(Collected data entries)
=== Section Start ===
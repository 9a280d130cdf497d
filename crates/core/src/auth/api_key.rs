//! API Key authentication.

use async_trait::async_trait;
use sha2::{Digest, Sha256};

use super::{ActingAs, AuthError, AuthRequest, Authenticator, Identity};
use crate::config::AuthMethod;

/// Authenticator that validates requests against a configured API key.
///
/// Accepts the key in either:
/// - `Authorization: Bearer <key>` header (scheme is case-insensitive)
/// - `X-API-Key: <key>` header
///
/// Only the SHA-256 digest of the key is kept. Digests are compared in
/// constant time, so neither the key length nor a matching prefix leaks.
pub struct ApiKeyAuthenticator {
    key_digest: Vec<u8>,
    acting_as: ActingAs,
}

impl ApiKeyAuthenticator {
    pub fn new(api_key: &str, acting_as: ActingAs) -> Self {
        Self {
            key_digest: Sha256::digest(api_key.as_bytes()).to_vec(),
            acting_as,
        }
    }

    fn extract_key(request: &AuthRequest) -> Option<&str> {
        if let Some((scheme, key)) = request
            .header("authorization")
            .and_then(|value| value.split_once(' '))
        {
            if scheme.eq_ignore_ascii_case("bearer") {
                return Some(key.trim());
            }
        }
        request.header("x-api-key").map(str::trim)
    }
}

#[async_trait]
impl Authenticator for ApiKeyAuthenticator {
    async fn authenticate(&self, request: &AuthRequest) -> Result<Identity, AuthError> {
        let provided = Self::extract_key(request).ok_or(AuthError::NotAuthenticated)?;
        let provided_digest = Sha256::digest(provided.as_bytes());

        if constant_time_eq(provided_digest.as_slice(), &self.key_digest) {
            Ok(Identity {
                method: AuthMethod::ApiKey,
                acting_as: self.acting_as.clone(),
            })
        } else {
            Err(AuthError::InvalidCredentials("Invalid API key".to_string()))
        }
    }

    fn method(&self) -> AuthMethod {
        AuthMethod::ApiKey
    }
}

fn constant_time_eq(a: &[u8], b: &[u8]) -> bool {
    if a.len() != b.len() {
        return false;
    }

    let mut result = 0u8;
    for (x, y) in a.iter().zip(b.iter()) {
        result |= x ^ y;
    }
    result == 0
}
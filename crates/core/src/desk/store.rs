//! Repository interface for tickets, posts and users.

use super::types::{
    BatchOutcome, CreatedTicket, NewReply, NewTicket, NewUser, Post, ReplyOutcome, StatusChange,
    TicketStatus, TicketView, Topic, User, UserUpdate,
};
use crate::error::DeskError;

/// Filter for querying tickets.
#[derive(Debug, Clone, Default)]
pub struct TopicFilter {
    pub status: Option<TicketStatus>,
    pub assigned_user_id: Option<i64>,
    /// Filter by requester.
    pub user_id: Option<i64>,
    pub limit: i64,
    pub offset: i64,
}

impl TopicFilter {
    pub fn new() -> Self {
        Self {
            limit: 100,
            ..Default::default()
        }
    }

    pub fn with_status(mut self, status: TicketStatus) -> Self {
        self.status = Some(status);
        self
    }

    pub fn with_assigned_user(mut self, user_id: i64) -> Self {
        self.assigned_user_id = Some(user_id);
        self
    }

    pub fn with_user(mut self, user_id: i64) -> Self {
        self.user_id = Some(user_id);
        self
    }

    pub fn with_limit(mut self, limit: i64) -> Self {
        self.limit = limit;
        self
    }

    pub fn with_offset(mut self, offset: i64) -> Self {
        self.offset = offset;
        self
    }
}

/// Storage for the ticketing side of the desk.
///
/// Every mutating method is atomic: either all rows it touches (including
/// audit posts) are committed, or none are.
pub trait DeskStore: Send + Sync {
    // ---- users ----

    fn create_user(&self, user: NewUser) -> Result<User, DeskError>;

    fn get_user(&self, id: i64) -> Result<Option<User>, DeskError>;

    /// Case-insensitive lookup.
    fn find_user_by_email(&self, email: &str) -> Result<Option<User>, DeskError>;

    fn update_user(&self, id: i64, update: UserUpdate) -> Result<User, DeskError>;

    /// Lowest-id admin, used as the acting user when auth carries no identity.
    fn first_admin(&self) -> Result<Option<User>, DeskError>;

    /// Users whose name equals `name`, ignoring case.
    fn users_named(&self, name: &str) -> Result<Vec<User>, DeskError>;

    /// Users whose name or email contains `fragment`, ignoring case.
    fn users_matching(&self, fragment: &str) -> Result<Vec<User>, DeskError>;

    fn count_users(&self) -> Result<i64, DeskError>;

    // ---- topics ----

    /// Open a ticket, creating the requester if their email is unseen.
    fn create_ticket(&self, ticket: NewTicket, actor: &User) -> Result<CreatedTicket, DeskError>;

    fn get_topic(&self, id: i64) -> Result<Option<Topic>, DeskError>;

    fn list_topics(&self, filter: &TopicFilter) -> Result<Vec<Topic>, DeskError>;

    fn count_topics(&self, filter: &TopicFilter) -> Result<i64, DeskError>;

    /// Topics whose subject or any post body contains `text`.
    fn search_topics(&self, text: &str, limit: i64) -> Result<Vec<Topic>, DeskError>;

    /// Load a ticket for an agent, applying the first-view transition.
    fn view_topic(&self, id: i64, viewer: &User) -> Result<TicketView, DeskError>;

    /// Assign every listed topic to `agent_id`, one audit post per topic.
    fn assign(&self, topic_ids: &[i64], agent_id: i64, actor: &User)
        -> Result<BatchOutcome, DeskError>;

    /// Apply an explicit status change to every listed topic.
    fn change_status(
        &self,
        topic_ids: &[i64],
        change: StatusChange,
        actor: &User,
    ) -> Result<BatchOutcome, DeskError>;

    // ---- posts ----

    fn add_reply(&self, reply: NewReply) -> Result<ReplyOutcome, DeskError>;

    /// Posts of a topic, oldest first.
    fn posts_for(&self, topic_id: i64) -> Result<Vec<Post>, DeskError>;

    fn count_posts(&self) -> Result<i64, DeskError>;
}
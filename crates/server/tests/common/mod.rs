//! Common test utilities for in-process API testing.
//!
//! This module provides a test fixture that builds the router with a seeded
//! database and a recording mailer, so the API can be exercised end to end
//! without binding a port.

#![allow(dead_code)]

use std::sync::Arc;
use std::time::Duration;

use axum::body::Body;
use axum::http::{Request, StatusCode};
use axum::Router;
use http_body_util::BodyExt;
use serde_json::Value;
use tempfile::TempDir;
use tower::ServiceExt;

use helpdesk_core::audit::{create_audit_system, AuditFilter, AuditStore, SqliteAuditStore};
use helpdesk_core::config::{AuthConfig, DatabaseConfig, MailConfig, ServerConfig};
use helpdesk_core::desk::SqliteDeskStore;
use helpdesk_core::knowledge::SqliteKnowledgeStore;
use helpdesk_core::settings::{default_settings, SettingsStore, SqliteSettingsStore};
use helpdesk_core::testing::MockMailer;
use helpdesk_core::{create_authenticator, AuthMethod, Config, Desk};

/// Re-export fixtures for test convenience
pub use helpdesk_core::testing::fixtures;

/// Test fixture with a seeded desk.
///
/// Seed data (see [`fixtures::seed_desk`]):
/// - user 1 "Admin User" (admin), 2 "Scott Smith", 3 "Scott Jones", 4 "Scott Green" (agent)
/// - topics 1 to 6 requested by Scott Smith, topic 7 by Scott Jones
/// - categories 1 to 4, docs 1 to 4 in category 1
///
/// # Example
///
/// ```rust,ignore
/// #[tokio::test]
/// async fn test_ticket_list() {
///     let fixture = TestFixture::new().await;
///     let response = fixture.get("/api/v1/tickets").await;
///     assert_eq!(response.status, 200);
/// }
/// ```
pub struct TestFixture {
    /// The Axum router for testing
    pub router: Router,
    /// Mock mailer - inspect or fail deliveries
    pub mailer: MockMailer,
    /// Seeded users and topics
    pub seed: fixtures::SeededDesk,
    /// Audit store backing `/api/v1/audit`
    pub audit_store: Arc<dyn AuditStore>,
    /// Temporary directory holding the test database
    pub temp_dir: TempDir,
}

/// Response from a test request
#[derive(Debug)]
pub struct TestResponse {
    pub status: StatusCode,
    pub body: Value,
}

/// Configuration for test fixture.
#[derive(Debug, Clone, Default)]
pub struct TestConfig {
    /// Require this API key on every request
    pub api_key: Option<String>,
    /// Act as this desk user instead of the first admin
    pub acting_user_email: Option<String>,
}

impl TestConfig {
    pub fn with_api_key(key: &str) -> Self {
        Self {
            api_key: Some(key.to_string()),
            ..Default::default()
        }
    }

    pub fn acting_as(email: &str) -> Self {
        Self {
            acting_user_email: Some(email.to_string()),
            ..Default::default()
        }
    }
}

impl TestFixture {
    /// Create a new test fixture with default configuration.
    pub async fn new() -> Self {
        Self::with_config(TestConfig::default()).await
    }

    /// Create a test fixture with custom configuration.
    pub async fn with_config(test_config: TestConfig) -> Self {
        let temp_dir = TempDir::new().expect("Failed to create temp dir");
        let db_path = temp_dir.path().join("test.db");

        let auth = AuthConfig {
            method: if test_config.api_key.is_some() {
                AuthMethod::ApiKey
            } else {
                AuthMethod::None
            },
            api_key: test_config.api_key.clone(),
            acting_user_email: test_config.acting_user_email.clone(),
        };
        let config = Config {
            auth,
            server: ServerConfig {
                host: std::net::IpAddr::V4(std::net::Ipv4Addr::LOCALHOST),
                port: 8080, // Not used for in-process testing
            },
            database: DatabaseConfig {
                path: db_path.clone(),
            },
            mail: MailConfig {
                from: "support@test.com".to_string(),
            },
            bootstrap: None,
        };

        // Create stores
        let audit_store: Arc<dyn AuditStore> =
            Arc::new(SqliteAuditStore::new(&db_path).expect("Failed to create audit store"));
        let desk_store =
            Arc::new(SqliteDeskStore::new(&db_path).expect("Failed to create desk store"));
        let knowledge_store = Arc::new(
            SqliteKnowledgeStore::new(&db_path).expect("Failed to create knowledge store"),
        );
        let settings_store = Arc::new(
            SqliteSettingsStore::new(&db_path).expect("Failed to create settings store"),
        );

        let seed = fixtures::seed_desk(desk_store.as_ref()).expect("Failed to seed desk");
        fixtures::seed_knowledge(knowledge_store.as_ref()).expect("Failed to seed knowledge");
        settings_store
            .ensure_defaults(&default_settings())
            .expect("Failed to seed settings");

        // Create audit system
        let (audit_handle, audit_writer) = create_audit_system(Arc::clone(&audit_store), 100);
        tokio::spawn(audit_writer.run());

        let mailer = MockMailer::new();
        let desk = Desk::new(
            desk_store,
            knowledge_store,
            settings_store,
            Arc::new(mailer.clone()),
            config.mail.from.clone(),
        )
        .with_audit(audit_handle);

        let authenticator =
            Arc::from(create_authenticator(&config.auth).expect("Failed to create authenticator"));
        let state = Arc::new(helpdesk_server::state::AppState::new(
            config,
            authenticator,
            Arc::clone(&audit_store),
            desk,
        ));

        let router = helpdesk_server::api::create_router(state);

        Self {
            router,
            mailer,
            seed,
            audit_store,
            temp_dir,
        }
    }

    /// Send a GET request to the test server.
    pub async fn get(&self, path: &str) -> TestResponse {
        self.request("GET", path, None, &[]).await
    }

    /// Send a POST request with JSON body.
    pub async fn post(&self, path: &str, body: Value) -> TestResponse {
        self.request("POST", path, Some(body), &[]).await
    }

    /// Send a PUT request with JSON body.
    pub async fn put(&self, path: &str, body: Value) -> TestResponse {
        self.request("PUT", path, Some(body), &[]).await
    }

    /// Send a GET request with extra headers.
    pub async fn get_with_headers(&self, path: &str, headers: &[(&str, &str)]) -> TestResponse {
        self.request("GET", path, None, headers).await
    }

    /// Send a GET request and return the raw body as text.
    pub async fn get_text(&self, path: &str) -> (StatusCode, String) {
        let request = Request::builder()
            .method("GET")
            .uri(path)
            .body(Body::empty())
            .unwrap();
        let response = self
            .router
            .clone()
            .oneshot(request)
            .await
            .expect("Failed to send request");
        let status = response.status();
        let bytes = response
            .into_body()
            .collect()
            .await
            .expect("Failed to collect body")
            .to_bytes();
        (status, String::from_utf8_lossy(&bytes).to_string())
    }

    /// Poll the audit store until at least `count` events match `filter`.
    pub async fn wait_for_audit(&self, filter: &AuditFilter, count: i64) -> bool {
        for _ in 0..50 {
            if self.audit_store.count(filter).unwrap_or(0) >= count {
                return true;
            }
            tokio::time::sleep(Duration::from_millis(10)).await;
        }
        false
    }

    async fn request(
        &self,
        method: &str,
        path: &str,
        body: Option<Value>,
        headers: &[(&str, &str)],
    ) -> TestResponse {
        let mut request_builder = Request::builder().method(method).uri(path);
        for (name, value) in headers {
            request_builder = request_builder.header(*name, *value);
        }

        let body = if let Some(json_body) = body {
            request_builder = request_builder.header("Content-Type", "application/json");
            Body::from(serde_json::to_vec(&json_body).unwrap())
        } else {
            Body::empty()
        };

        let request = request_builder.body(body).unwrap();

        let response = self
            .router
            .clone()
            .oneshot(request)
            .await
            .expect("Failed to send request");

        let status = response.status();
        let body_bytes = response
            .into_body()
            .collect()
            .await
            .expect("Failed to collect body")
            .to_bytes();

        let body: Value = if body_bytes.is_empty() {
            Value::Null
        } else {
            serde_json::from_slice(&body_bytes).unwrap_or(Value::Null)
        };

        TestResponse { status, body }
    }
}

/// Helper to assert a response has expected status.
#[macro_export]
macro_rules! assert_status {
    ($response:expr, $status:expr) => {
        assert_eq!(
            $response.status, $status,
            "Expected status {:?}, got {:?}. Body: {}",
            $status,
            $response.status,
            serde_json::to_string_pretty(&$response.body).unwrap_or_default()
        );
    };
}
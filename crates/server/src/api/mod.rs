pub mod audit;
pub mod error;
pub mod handlers;
pub mod knowledge;
pub mod middleware;
pub mod routes;
pub mod search;
pub mod settings;
pub mod tickets;
pub mod users;

pub use routes::create_router;
use std::collections::BTreeMap;

use serde::{Deserialize, Serialize};

use crate::error::DeskError;

/// Namespaces a settings key may live in.
pub const SETTING_NAMESPACES: [&str; 7] =
    ["settings", "design", "css", "i18n", "widget", "email", "theme"];

/// Toggles requester notifications on ticket creation.
pub const SEND_EMAIL_KEY: &str = "email.send_email";

/// A setting is either a single string or a list of strings (e.g. locales).
#[derive(Debug, Clone, PartialEq, Eq, Serialize, Deserialize)]
#[serde(untagged)]
pub enum SettingValue {
    Text(String),
    List(Vec<String>),
}

impl SettingValue {
    pub fn text(value: impl Into<String>) -> Self {
        SettingValue::Text(value.into())
    }

    pub fn as_text(&self) -> Option<&str> {
        match self {
            SettingValue::Text(s) => Some(s),
            SettingValue::List(_) => None,
        }
    }

    /// Interpret the value as a flag. `"false"`, `"0"`, `"off"`, `"no"`, `""` and an
    /// empty list are off; everything else is on.
    pub fn as_bool(&self) -> bool {
        match self {
            SettingValue::Text(s) => !matches!(
                s.trim().to_ascii_lowercase().as_str(),
                "false" | "0" | "off" | "no" | ""
            ),
            SettingValue::List(items) => !items.is_empty(),
        }
    }
}

pub type SettingsMap = BTreeMap<String, SettingValue>;

/// Check that `key` is `namespace.name` with a known namespace.
pub fn validate_key(key: &str) -> Result<(), DeskError> {
    let (namespace, name) = key
        .split_once('.')
        .ok_or_else(|| DeskError::validation(format!("setting key must be namespace.name: {}", key)))?;

    if name.is_empty() || name.contains(char::is_whitespace) {
        return Err(DeskError::validation(format!("invalid setting name: {}", key)));
    }
    if !SETTING_NAMESPACES.contains(&namespace) {
        return Err(DeskError::validation(format!(
            "unknown settings namespace: {}",
            namespace
        )));
    }
    Ok(())
}

/// Values a fresh install starts with.
pub fn default_settings() -> SettingsMap {
    let mut defaults = SettingsMap::new();
    defaults.insert("settings.site_name".to_string(), SettingValue::text("Help Desk"));
    defaults.insert("settings.parent_site".to_string(), SettingValue::text(""));
    defaults.insert("settings.parent_company".to_string(), SettingValue::text(""));
    defaults.insert("settings.site_tagline".to_string(), SettingValue::text("Support"));
    defaults.insert(
        "i18n.available_locales".to_string(),
        SettingValue::List(vec!["en".to_string()]),
    );
    defaults.insert("widget.show_on_support_site".to_string(), SettingValue::text("0"));
    defaults.insert(SEND_EMAIL_KEY.to_string(), SettingValue::text("true"));
    defaults
}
=== Section End ===
§ PROBLEM REQUIREMENTS
Go through the entries and copy each line holding the string "UserUpdate".

§ ANSWER
    TicketStatus, TicketView, Topic, User, UserUpdate,
    fn update_user(&self, id: i64, update: UserUpdate) -> Result<User, DeskError>;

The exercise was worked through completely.